Three gers had been set up for the different families within the clan and a fourth one for the new born lambs and goats, that had to be protected from the cold nights, the wolfs and eagles.

The diet for the nomadic family in early springtime was just as simple: Water from the closeby river was boiled over a small stove in the middle of the ger in a large, wok-shaped pan. Some tea leafs, that looked like roughly chopped tobacco, were thrown in and a pinch of salt, milk and some rancid Yak butter was added. All was served in a rice bowl, that would later hold our lunch or dinner: mutton and home made noodles. Next day it was home made noodles and mutton … and so forth.

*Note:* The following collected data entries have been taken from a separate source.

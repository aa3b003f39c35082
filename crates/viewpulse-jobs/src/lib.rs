//! Job supervisor — wraps long-running runs in a durable
//! `pending → processing → {completed, failed}` state machine.
//!
//! Single flight per kind is enforced by the store's unique index, not by a
//! separate read. Stop requests are cooperative: the run polls its handle
//! between units of work. A crash mid-run leaves the job `processing`;
//! nothing here reclaims it.

pub mod supervisor;
pub mod types;

pub use supervisor::{JobHandle, JobSupervisor};
pub use types::JobKind;
pub use viewpulse_store::{JobRecord, JobStatus};
impl SnapshotCollector {
    pub fn new(
        store: Arc<SqliteStore>,
        ledger: Arc<QuotaLedger>,
        source: Arc<dyn MetadataSource>,
        config: &EngineConfig,
    ) -> Self {
        Self {
            store,
            ledger,
            source,
            batch_max: config.batch_max.max(1),
            retry: config.retry.clone(),
            score_ceiling: config.score_ceiling,
        }
    }

    /// Run one collection pass.
    ///
    /// Ends normally on quota refusal, call limit, stop request or when the
    /// candidates run out. Returns `BatchTransport` once a batch has failed
    /// every retry; the partial report has already been written to `job`.
    pub async fn collect(&self, params: CollectParams, job: Option<&JobHandle>) -> Result<CollectReport> {
        let start = Instant::now();
        let mut report = CollectReport::default();

        let limit = params.max_external_calls as usize * self.batch_max;
        if limit == 0 {
            report.stop_reason = StopReason::CallLimit;
            report.stamp(start);
            return Ok(report);
        }

        let candidates = self
            .store
            .stale_items(staleness_cutoff(now_millis(), params.staleness), limit)?;
        report.candidates = candidates.len();

        // Scores within one run use the envelope as it was at run start.
        let scorer = PerformanceScorer::load(&self.store, self.score_ceiling)?;

        info!(
            "Collection started: {} candidates, up to {} calls",
            candidates.len(),
            params.max_external_calls
        );

        if candidates.len() == limit {
            report.stop_reason = StopReason::CallLimit;
        }

        for batch in candidates.chunks(self.batch_max) {
            if job.is_some_and(|j| j.should_stop()) {
                report.stop_reason = StopReason::Stopped;
                break;
            }

            let cost = CallKind::VideosList.unit_cost();
            if !self.ledger.try_reserve(CallKind::VideosList, cost)? {
                report.stop_reason = StopReason::QuotaExhausted;
                break;
            }
            report.quota_used += cost;
            report.calls += 1;

            let ids: Vec<String> = batch.iter().map(|item| item.id.clone()).collect();
            let fetched = match self.fetch_with_retry(&ids).await {
                Ok(fetched) => fetched,
                Err(e) => {
                    report.stamp(start);
                    if let Some(job) = job {
                        job.report(&report)?;
                    }
                    return Err(e);
                }
            };

            self.apply_batch(&scorer, batch, fetched, &mut report)?;

            report.stamp(start);
            if let Some(job) = job {
                job.report(&report)?;
            }
        }

        report.stamp(start);
        info!(
            "Collection finished ({:?}): processed={}, failed={}, calls={}, {:.1} items/s",
            report.stop_reason, report.processed, report.failed, report.calls, report.items_per_sec
        );
        Ok(report)
    }

    /// Send one batch, retrying whole-batch failures. The batch's quota is
    /// reserved once by the caller; retries are not charged again.
    async fn fetch_with_retry(&self, ids: &[String]) -> Result<BatchFetch> {
        let mut attempt = 0;
        loop {
            attempt += 1;
            match self.source.fetch_batch(ids).await {
                Ok(fetched) => return Ok(fetched),
                Err(e) if attempt < self.retry.max_attempts => {
                    let delay = backoff(&self.retry, attempt);
                    warn!(
                        "Batch of {} failed (attempt {}/{}), retrying in {:?}: {}",
                        ids.len(),
                        attempt,
                        self.retry.max_attempts,
                        delay,
                        e
                    );
                    tokio::time::sleep(delay).await;
                }
                Err(e) => {
                    return Err(Error::BatchTransport {
                        attempts: attempt,
                        message: e.to_string(),
                    })
                }
            }
        }
    }

    fn apply_batch(
        &self,
        scorer: &PerformanceScorer,
        batch: &[TrackedItem],
        mut fetched: BatchFetch,
        report: &mut CollectReport,
    ) -> Result<()> {
        let captured_at = now_millis();

        for item in batch {
            let counts = match fetched.remove(&item.id) {
                Some(Ok(counts)) => counts,
                Some(Err(reason)) => {
                    warn!("{}", Error::ItemFetch { item_id: item.id.clone(), reason });
                    report.failed += 1;
                    continue;
                }
                None => {
                    debug!("Item {} missing from upstream response", item.id);
                    report.failed += 1;
                    continue;
                }
            };

            match self.store.record_snapshot(&item.id, captured_at, counts) {
                Ok(_) => {}
                Err(Error::NotFound(_)) => {
                    report.failed += 1;
                    continue;
                }
                Err(e) => return Err(e),
            }

            let mut refreshed = item.clone();
            refreshed.view_count = counts.view_count;
            refreshed.like_count = counts.like_count;
            refreshed.comment_count = counts.comment_count;
            scorer.rescore_item(&self.store, &refreshed, captured_at)?;

            report.processed += 1;
        }
        Ok(())
    }
}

Had I been in a time machine, stepping back to the times of Genshis Khan?

The children and I were offered some delicious looking caramel bonbons, which turned out to be dried milk pieces that could neither be chewed nor licked. I could not even imagine vegetables, fruits, berries or sugar products in this barren land. Yet, the happy days of airag, the fermented mares' milk of the summer months, and the thick cream scooped from the summer milk were still to come! Despite the seemingly poor diet, the children were boasting with health and the 85-year-old head of the clan was swinging himself on top of the horse like a youngster.

Mongolia's culture is determined by its natural conditions and traditions. Most eye-catching are the traditional clothes, the Del, cut in a very simple pattern (in one piece) and buttoned at an angle. It is worn with a bright-coloured Sash around the waist, that also creates a lot of space above the belt to hold all the necessities one carries around. This garment, worn by men and women, is completed with long leather boots and a felt-hat.

The traditional housing, which is not only used by the herds people, is the ger, probably more familiar is the term yurt, which was actually introduced by the Russians. If you are visiting Mongolia, refer to this tent-like housing as ger.

Respect for nature is prevalent and can be derived from the Mongolian Shamanism. The Mongolians consider the earth as "Mother" and the sky as "Father".

Do not wonder, if your driver stops all of a sudden at a cairn-like pile called 'ovoo', leaves the car and surrounds the pile three time clockwise by throwing a piece of rock on top of the pile. My driver looks around and smiles: That's what the Ghengis Khan warriors did before the left to conquer your countries! When they came home they used to go back to the same ovoo to remove the stone they had put there! I discovered a crutch on the pile and wondered….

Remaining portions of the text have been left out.